EXERCISE BRIEF:
Comb the records below for the string "impl" and copy each line where it turns up.
------------------------------------------------------------
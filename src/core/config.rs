//! Client configuration with environment overrides.

use std::time::Duration;

use crate::{error::FplError, Result, BASE_URL_ENV_VAR, TIMEOUT_ENV_VAR};

/// Public Fantasy Premier League host.
pub const DEFAULT_BASE_URL: &str = "https://fantasy.premierleague.com";

const DEFAULT_TIMEOUT_SECS: u64 = 10;

/// Settings for the HTTP transport.
#[derive(Debug, Clone, PartialEq, Eq)]
pub struct ClientConfig {
    /// Scheme and host, no trailing slash. Endpoint paths are appended as-is.
    pub base_url: String,
    pub timeout: Duration,
    pub user_agent: String,
}

impl Default for ClientConfig {
    fn default() -> Self {
        Self {
            base_url: DEFAULT_BASE_URL.to_string(),
            timeout: Duration::from_secs(DEFAULT_TIMEOUT_SECS),
            user_agent: concat!("fpl-client/", env!("CARGO_PKG_VERSION")).to_string(),
        }
    }
}

impl ClientConfig {
    /// Point the client at another host, e.g. a mock server in tests.
    pub fn with_base_url(mut self, base_url: impl Into<String>) -> Self {
        self.base_url = normalize_base_url(base_url.into());
        self
    }

    pub fn with_timeout(mut self, timeout: Duration) -> Self {
        self.timeout = timeout;
        self
    }

    /// Defaults, overridden by `FPL_BASE_URL` and `FPL_TIMEOUT_SECS` when set.
    pub fn from_env() -> Result<Self> {
        Self::from_lookup(|key| std::env::var(key).ok())
    }

    fn from_lookup(lookup: impl Fn(&str) -> Option<String>) -> Result<Self> {
        let mut config = Self::default();

        if let Some(url) = lookup(BASE_URL_ENV_VAR).filter(|v| !v.trim().is_empty()) {
            config = config.with_base_url(url.trim());
        }

        if let Some(secs) = lookup(TIMEOUT_ENV_VAR) {
            let secs: u64 = secs.trim().parse().map_err(|_| {
                FplError::invalid_argument(format!(
                    "{TIMEOUT_ENV_VAR} must be a whole number of seconds, got {secs:?}"
                ))
            })?;
            config.timeout = Duration::from_secs(secs);
        }

        Ok(config)
    }
}

fn normalize_base_url(url: String) -> String {
    url.trim_end_matches('/').to_string()
}

#[cfg(test)]
mod tests {
    use super::*;
    use std::collections::HashMap;

    fn lookup_from(pairs: &[(&str, &str)]) -> impl Fn(&str) -> Option<String> {
        let map: HashMap<String, String> = pairs
            .iter()
            .map(|(k, v)| (k.to_string(), v.to_string()))
            .collect();
        move |key| map.get(key).cloned()
    }

    #[test]
    fn test_default_config() {
        let config = ClientConfig::default();
        assert_eq!(config.base_url, DEFAULT_BASE_URL);
        assert_eq!(config.timeout, Duration::from_secs(10));
        assert!(config.user_agent.starts_with("fpl-client/"));
    }

    #[test]
    fn test_with_base_url_strips_trailing_slash() {
        let config = ClientConfig::default().with_base_url("http://127.0.0.1:8080//");
        assert_eq!(config.base_url, "http://127.0.0.1:8080");
    }

    #[test]
    fn test_from_lookup_without_overrides() {
        let config = ClientConfig::from_lookup(lookup_from(&[])).unwrap();
        assert_eq!(config, ClientConfig::default());
    }

    #[test]
    fn test_from_lookup_with_overrides() {
        let config = ClientConfig::from_lookup(lookup_from(&[
            (BASE_URL_ENV_VAR, "http://localhost:9000/"),
            (TIMEOUT_ENV_VAR, "3"),
        ]))
        .unwrap();

        assert_eq!(config.base_url, "http://localhost:9000");
        assert_eq!(config.timeout, Duration::from_secs(3));
    }

    #[test]
    fn test_from_lookup_blank_base_url_is_ignored() {
        let config =
            ClientConfig::from_lookup(lookup_from(&[(BASE_URL_ENV_VAR, "  ")])).unwrap();
        assert_eq!(config.base_url, DEFAULT_BASE_URL);
    }

    #[test]
    fn test_from_lookup_bad_timeout() {
        let result = ClientConfig::from_lookup(lookup_from(&[(TIMEOUT_ENV_VAR, "soon")]));
        assert!(matches!(result, Err(FplError::InvalidArgument { .. })));
    }
}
------------------------------------------------------------
RESPONSE TO THIS EXERCISE:
impl Default for ClientConfig {
impl ClientConfig {
    pub fn with_base_url(mut self, base_url: impl Into<String>) -> Self {
    fn from_lookup(lookup: impl Fn(&str) -> Option<String>) -> Result<Self> {
    fn lookup_from(pairs: &[(&str, &str)]) -> impl Fn(&str) -> Option<String> {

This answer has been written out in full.